The Biothreat Early Warning System uses a nanotechnology-based biosensor to test for up to 100 specific pathogens in less than 30 minutes anywhere, at anytime, automatically, without the use of a laboratory, technicians, or expensive equipment. The consortium plans to demonstrate that a fully automated system will enable water agencies, testing firms, food processors, industrial plants, hospitals, and tourism establishments to detect and contain pathogens before outbreaks can occur.
*NxtGen Emission Controls, of Burnaby, BC is working with Engine Control Systems and Mullen Trucking LP to advance technology to reduce diesel emissions. NxtGen's system uses hydrogen, produced from diesel fuel and engine exhaust, to reduce particulate matter and nitrogen oxide emissions while enabling engine manufacturers to increase fuel economy. The system components can be retrofitted onto existing diesel trucks or factory-installed on new vehicles. The project involves retrofitting the emission reduction system onto medium and heavy-duty commercial trucks to validate performance and durability in daily over-the-road operation.
*Working in collaboration with Magellan Aerospace and the University of Toronto's department of chemical engineering and applied chemistry, SiREM Canada, of Guelph, Ontario will demonstrate the first Canadian application of a process called KB-1(r) for in situ biodegradation of chlorinated solvents in cold groundwater and fractured bedrock
Tetrachloroethene (PCE) and trichloroethene (TCE) are among the most commonly detected soil and groundwater contaminants. To date, other microbial approaches to treating these solvents have had limited success. KB-1 biodegrades these toxic solvents into non-toxic ethene. This demonstration is intended to show that bioaugmentation with KB-1 can be a cost-effective cleanup strategy for PCE- and TCE-contaminated sites, particularly under Canadian climatic and fractured bedrock site conditions.
*Sonic Environmental Solutions, based in Vancouver, is heading a consortium whose members include Maxxam Analytics, Sacre-Davey Innovations, Ontario Realty and Toronto Economic Development. The SDTC-supported project will further develop Sonic's patented PCB Sonoprocess, a non-thermal, mobile technology based on a sodium reaction that uses sonic vibration energy to convert PCB into salt and low-grade fuel. The project will apply the Sonoprocess to demonstrate cost-effective treatment of PCB both in contaminated groundwater and in a solvent generated from a soil remediation process.
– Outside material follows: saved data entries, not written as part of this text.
//! Error types and handling for chunkschema

/// Result type alias for chunkschema operations
pub type Result<T> = std::result::Result<T, ChunkSchemaError>;

/// Every failure the core can report.
///
/// All variants are fail-fast: the operation that detects one aborts
/// immediately and nothing is downgraded to a default value.
#[derive(Debug, thiserror::Error)]
pub enum ChunkSchemaError {
    /// Null/dangling reference where a value is required, bad counts or sizes
    #[error("Invalid argument: {parameter} - {message}")]
    InvalidArgument { parameter: String, message: String },

    /// Decode ran out of input
    #[error("Truncated stream: needed {needed} bytes, {remaining} remaining")]
    TruncatedStream { needed: usize, remaining: usize },

    /// Bootstrap was attempted a second time in this process
    #[error("Type registry already initialized")]
    AlreadyInitialized,

    /// Operation on an unregistered or removed chunk, schema or type
    #[error("Unknown handle: {handle}")]
    UnknownHandle { handle: String },

    /// A schema cannot be given the requested representation
    #[error("Schema violation in {schema}: {message}")]
    SchemaViolation { schema: String, message: String },

    /// I/O related errors of the backing arena (file operations, mmap)
    #[error("I/O error: {message}")]
    Io {
        message: String,
        #[source]
        source: Option<std::io::Error>,
    },

    /// Memory mapping or platform failures of the backing arena
    #[error("Memory error: {message}")]
    Memory { message: String },

    /// The backing arena has no room for the allocation
    #[error("Insufficient space: requested {requested}, available {available}")]
    InsufficientSpace { requested: usize, available: usize },

    /// Poisoned locks in the local chunk service
    #[error("Concurrency error: {message}")]
    Concurrency { message: String },
}

impl ChunkSchemaError {
    /// Create an invalid argument error
    pub fn invalid_argument(parameter: impl Into<String>, message: impl Into<String>) -> Self {
        Self::InvalidArgument {
            parameter: parameter.into(),
            message: message.into(),
        }
    }

    /// Create a truncated stream error
    pub fn truncated(needed: usize, remaining: usize) -> Self {
        Self::TruncatedStream { needed, remaining }
    }

    /// Create an unknown handle error
    pub fn unknown_handle(handle: impl std::fmt::Display) -> Self {
        Self::UnknownHandle {
            handle: handle.to_string(),
        }
    }

    /// Create a schema violation error
    pub fn schema_violation(schema: impl Into<String>, message: impl Into<String>) -> Self {
        Self::SchemaViolation {
            schema: schema.into(),
            message: message.into(),
        }
    }

    /// Create an I/O error from a standard I/O error
    pub fn from_io(source: std::io::Error, context: &str) -> Self {
        Self::Io {
            message: format!("{}: {}", context, source),
            source: Some(source),
        }
    }

    /// Create a memory error
    pub fn memory(message: impl Into<String>) -> Self {
        Self::Memory {
            message: message.into(),
        }
    }

    /// Create an insufficient space error
    pub fn insufficient_space(requested: usize, available: usize) -> Self {
        Self::InsufficientSpace {
            requested,
            available,
        }
    }

    /// Create a concurrency error
    pub fn concurrency(message: impl Into<String>) -> Self {
        Self::Concurrency {
            message: message.into(),
        }
    }

    /// True for the taxonomy a caller must treat as a programming or schema error
    pub fn is_usage_error(&self) -> bool {
        matches!(
            self,
            Self::InvalidArgument { .. }
                | Self::TruncatedStream { .. }
                | Self::AlreadyInitialized
                | Self::UnknownHandle { .. }
                | Self::SchemaViolation { .. }
        )
    }
}

impl From<std::io::Error> for ChunkSchemaError {
    fn from(err: std::io::Error) -> Self {
        Self::from_io(err, "I/O operation failed")
    }
}

impl<T> From<std::sync::PoisonError<T>> for ChunkSchemaError {
    fn from(err: std::sync::PoisonError<T>) -> Self {
        Self::concurrency(format!("lock poisoned: {}", err))
    }
}
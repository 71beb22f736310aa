//! Extent allocator trait definition

use crate::error::Result;

/// A byte range inside an arena
#[derive(Debug, Clone, Copy, PartialEq, Eq, Hash)]
pub struct Extent {
    pub offset: usize,
    pub len: usize,
}

impl Extent {
    pub fn end(&self) -> usize {
        self.offset + self.len
    }
}

/// Trait for allocators handing out offsets inside an arena
pub trait ExtentAllocator: Send + Sync + std::fmt::Debug {
    /// Reserve `size` bytes starting at a multiple of `align`
    fn allocate(&mut self, size: usize, align: usize) -> Result<Extent>;

    /// Return a previously allocated extent
    fn deallocate(&mut self, extent: Extent) -> Result<()>;

    /// Get the total size managed by the allocator
    fn total_size(&self) -> usize;

    /// Get the amount of used memory
    fn used_size(&self) -> usize;

    fn available_size(&self) -> usize {
        self.total_size() - self.used_size()
    }

    /// Forget every allocation
    fn reset(&mut self);

    /// Get allocator type name for debugging
    fn type_name(&self) -> &'static str {
        std::any::type_name::<Self>()
    }
}

/// Common allocator queries
pub trait ExtentAllocatorExt: ExtentAllocator {
    /// Get utilization (0.0 to 1.0)
    fn utilization(&self) -> f64 {
        if self.total_size() == 0 {
            return 0.0;
        }
        self.used_size() as f64 / self.total_size() as f64
    }

    fn can_allocate(&self, size: usize) -> bool {
        self.available_size() >= size
    }
}

// Blanket implementation for all extent allocators
impl<T: ExtentAllocator + ?Sized> ExtentAllocatorExt for T {}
*Terragon Environmental Technologies has focused on the waste management problems facing northern communities, tourist resorts and companies in diverse sectors. The Montreal-based firm has developed a micro auto gasification system designed to convert mixed waste into carbonaceous ash and a clean gas fuel which can be used to power the waste treatment system and provide additional energy to the user. Working with consortium partners Boehringer Ingelheim (Canada), Fairmont Le Ch¿teau Montebello, Pituvik Landholding Corporation, the federal Department of National Defence and the U.S. Office of Naval Research, Terragon will demonstrate its technology in a remote community, a tourist resort and on a naval ship, as well as at its own facilities.